-------- The data

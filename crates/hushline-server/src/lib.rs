//! Hushline relay server.
//!
//! Stores and forwards opaque envelopes between users and serves the public
//! key directory. The relay never sees plaintext and never decodes envelope
//! fields.
//!
//! # Architecture
//!
//! [`ServerDriver`] is a Sans-IO state machine: it consumes [`ServerEvent`]s
//! and returns [`ServerAction`]s. [`Server`] is the production runtime that
//! feeds it from Tokio TCP connections and executes its actions.
//!
//! ```text
//!  TcpStream ──► reader task ──► ServerEvent ──► ServerDriver
//!                                                   │
//!  TcpStream ◄── writer task ◄── mpsc ◄── ServerAction
//! ```
//!
//! # Components
//!
//! - [`ServerDriver`]: request handling, push routing (pure logic, no I/O)
//! - [`KeyDirectory`]: canonical public key storage and fingerprints
//! - [`ConnectionRegistry`]: live session ↔ user mapping
//! - [`Storage`]: envelope and key persistence ([`MemoryStorage`],
//!   [`RedbStorage`], [`ChaoticStorage`])
//! - [`Server`]: Tokio runtime that executes driver actions

#![forbid(unsafe_code)]
#![warn(missing_docs)]

mod driver;
mod error;
mod key_directory;
mod registry;
mod server_error;
pub mod storage;
mod transport;

use std::{collections::HashMap, net::SocketAddr, sync::Arc};

pub use driver::{DriverConfig, LogLevel, ServerAction, ServerDriver, ServerEvent};
pub use error::ServerError;
use hushline_core::{Environment, SystemEnv};
use hushline_proto::{decode_client_frame, encode_line};
pub use key_directory::{KeyDirectory, KeyDirectoryError, KeyUpload};
pub use registry::{ConnectionRegistry, SessionInfo};
pub use server_error::DriverError;
pub use storage::{ChaoticStorage, MemoryStorage, RedbStorage, Storage, StorageError};
use tokio::{
    io::{AsyncWriteExt, BufReader},
    net::TcpStream,
    sync::{Mutex, RwLock, mpsc},
};
pub use transport::TcpTransport;
use transport::{LineRead, read_line};

/// Bytes queued for one connection's writer task.
enum Outbound {
    /// Encoded frame, newline included
    Frame(Vec<u8>),
    /// Flush and close the connection
    Close,
}

/// Shared state for all connections.
struct SharedState {
    /// Session ID → outbound queue of that connection's writer task.
    ///
    /// All frames to a client go through this single queue, preserving order.
    outbound: RwLock<HashMap<u64, mpsc::UnboundedSender<Outbound>>>,
}

type SharedDriver<S> = Arc<Mutex<ServerDriver<SystemEnv, S>>>;

/// Server configuration for the production runtime.
#[derive(Debug, Clone)]
pub struct ServerRuntimeConfig {
    /// Address to bind to (e.g., "0.0.0.0:7878")
    pub bind_address: String,
    /// Driver configuration (limits)
    pub driver: DriverConfig,
}

impl Default for ServerRuntimeConfig {
    fn default() -> Self {
        Self { bind_address: "0.0.0.0:7878".to_string(), driver: DriverConfig::default() }
    }
}

/// Production Hushline relay.
///
/// Wraps [`ServerDriver`] with a TCP listener and the system environment.
pub struct Server<S: Storage> {
    /// The action-based server driver
    driver: ServerDriver<SystemEnv, S>,
    /// TCP listener
    transport: TcpTransport,
    /// Environment
    env: SystemEnv,
}

impl<S: Storage> Server<S> {
    /// Create and bind a new server over `storage`.
    pub async fn bind(config: ServerRuntimeConfig, storage: S) -> Result<Self, ServerError> {
        let env = SystemEnv::new();
        let driver = ServerDriver::new(env, storage, config.driver);
        let transport = TcpTransport::bind(&config.bind_address).await?;

        Ok(Self { driver, transport, env })
    }

    /// Local address the server is bound to.
    pub fn local_addr(&self) -> Result<SocketAddr, ServerError> {
        self.transport.local_addr()
    }

    /// Run the server, accepting connections until the task is dropped.
    pub async fn run(self) -> Result<(), ServerError> {
        tracing::info!("relay listening on {}", self.transport.local_addr()?);

        let env = self.env;
        let driver = Arc::new(Mutex::new(self.driver));
        let shared = Arc::new(SharedState { outbound: RwLock::new(HashMap::new()) });

        loop {
            match self.transport.accept().await {
                Ok((stream, peer)) => {
                    let driver = Arc::clone(&driver);
                    let shared = Arc::clone(&shared);

                    tokio::spawn(async move {
                        if let Err(e) = handle_connection(stream, driver, shared, env).await {
                            tracing::error!("connection from {peer} failed: {e}");
                        }
                    });
                },
                Err(e) => {
                    tracing::error!("accept error: {e}");
                },
            }
        }
    }
}

/// Handle one TCP connection from accept to close.
async fn handle_connection<S: Storage>(
    stream: TcpStream,
    driver: SharedDriver<S>,
    shared: Arc<SharedState>,
    env: SystemEnv,
) -> Result<(), ServerError> {
    let session_id = env.random_u64();
    let (reader, mut writer) = stream.into_split();
    let (tx, mut rx) = mpsc::unbounded_channel();

    shared.outbound.write().await.insert(session_id, tx);

    let writer_task = tokio::spawn(async move {
        while let Some(outbound) = rx.recv().await {
            match outbound {
                Outbound::Frame(bytes) => {
                    if let Err(e) = writer.write_all(&bytes).await {
                        tracing::debug!("write to session {session_id} failed: {e}");
                        break;
                    }
                },
                Outbound::Close => break,
            }
        }
        let _ = writer.shutdown().await;
    });

    if let Err(e) = process(&driver, &shared, ServerEvent::ConnectionAccepted { session_id }).await
    {
        shared.outbound.write().await.remove(&session_id);
        return Err(e);
    }

    let mut reader = BufReader::new(reader);
    let mut line = Vec::new();

    let reason = loop {
        // CloseConnection removes the queue; stop reading for that session
        if !shared.outbound.read().await.contains_key(&session_id) {
            break "closed by server".to_string();
        }

        match read_line(&mut reader, &mut line).await {
            Ok(LineRead::Line) => {},
            Ok(LineRead::Eof) => break "peer closed".to_string(),
            Ok(LineRead::TooLarge) => {
                let event = ServerEvent::MalformedFrame {
                    session_id,
                    reason: "frame too large".to_string(),
                };
                process(&driver, &shared, event).await?;
                break "frame too large".to_string();
            },
            Err(e) => break e.to_string(),
        }

        if line.iter().all(u8::is_ascii_whitespace) {
            continue;
        }

        let event = match decode_client_frame(&line) {
            Ok(frame) => ServerEvent::FrameReceived { session_id, frame },
            Err(e) => ServerEvent::MalformedFrame { session_id, reason: e.to_string() },
        };

        if let Err(e) = process(&driver, &shared, event).await {
            tracing::warn!("frame processing error: {e}");
        }
    };

    if let Some(tx) = shared.outbound.write().await.remove(&session_id) {
        let _ = tx.send(Outbound::Close);
    }
    let _ = writer_task.await;

    process(&driver, &shared, ServerEvent::ConnectionClosed { session_id, reason }).await?;

    Ok(())
}

/// Feed one event to the driver and execute the resulting actions.
///
/// Actions are executed under the driver lock so pushes keep the order in
/// which the driver produced them.
async fn process<S: Storage>(
    driver: &SharedDriver<S>,
    shared: &SharedState,
    event: ServerEvent,
) -> Result<(), ServerError> {
    let mut driver = driver.lock().await;
    let actions = driver.process_event(event)?;
    execute_actions(actions, shared).await
}

/// Execute server actions.
async fn execute_actions(
    actions: Vec<ServerAction>,
    shared: &SharedState,
) -> Result<(), ServerError> {
    for action in actions {
        match action {
            ServerAction::SendToSession { session_id, frame } => {
                let bytes = encode_line(&frame).map_err(|e| ServerError::Protocol(e.to_string()))?;

                let outbound = shared.outbound.read().await;
                match outbound.get(&session_id) {
                    Some(tx) => {
                        if tx.send(Outbound::Frame(bytes)).is_err() {
                            tracing::debug!("session {session_id} writer already gone");
                        }
                    },
                    None => tracing::warn!("SendToSession: session {session_id} not found"),
                }
            },

            ServerAction::CloseConnection { session_id, reason } => {
                tracing::info!("closing connection {session_id}: {reason}");
                if let Some(tx) = shared.outbound.write().await.remove(&session_id) {
                    let _ = tx.send(Outbound::Close);
                }
            },

            ServerAction::Log { level, message } => match level {
                LogLevel::Debug => tracing::debug!("{}", message),
                LogLevel::Info => tracing::info!("{}", message),
                LogLevel::Warn => tracing::warn!("{}", message),
                LogLevel::Error => tracing::error!("{}", message),
            },
        }
    }

    Ok(())
}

----------------

__Task instructions__:
Once you reach the line containing "executes driver actions", include it and stop; until then, reproduce each line of the listing from its start exactly.

__Your solution__:
filename crates/hushline-server/src/lib.rs
//! Hushline relay server.
//!
//! Stores and forwards opaque envelopes between users and serves the public
//! key directory. The relay never sees plaintext and never decodes envelope
//! fields.
//!
//! # Architecture
//!
//! [`ServerDriver`] is a Sans-IO state machine: it consumes [`ServerEvent`]s
//! and returns [`ServerAction`]s. [`Server`] is the production runtime that
//! feeds it from Tokio TCP connections and executes its actions.
//!
//! ```text
//!  TcpStream ──► reader task ──► ServerEvent ──► ServerDriver
//!                                                   │
//!  TcpStream ◄── writer task ◄── mpsc ◄── ServerAction
//! ```
//!
//! # Components
//!
//! - [`ServerDriver`]: request handling, push routing (pure logic, no I/O)
//! - [`KeyDirectory`]: canonical public key storage and fingerprints
//! - [`ConnectionRegistry`]: live session ↔ user mapping
//! - [`Storage`]: envelope and key persistence ([`MemoryStorage`],
//!   [`RedbStorage`], [`ChaoticStorage`])
//! - [`Server`]: Tokio runtime that executes driver actions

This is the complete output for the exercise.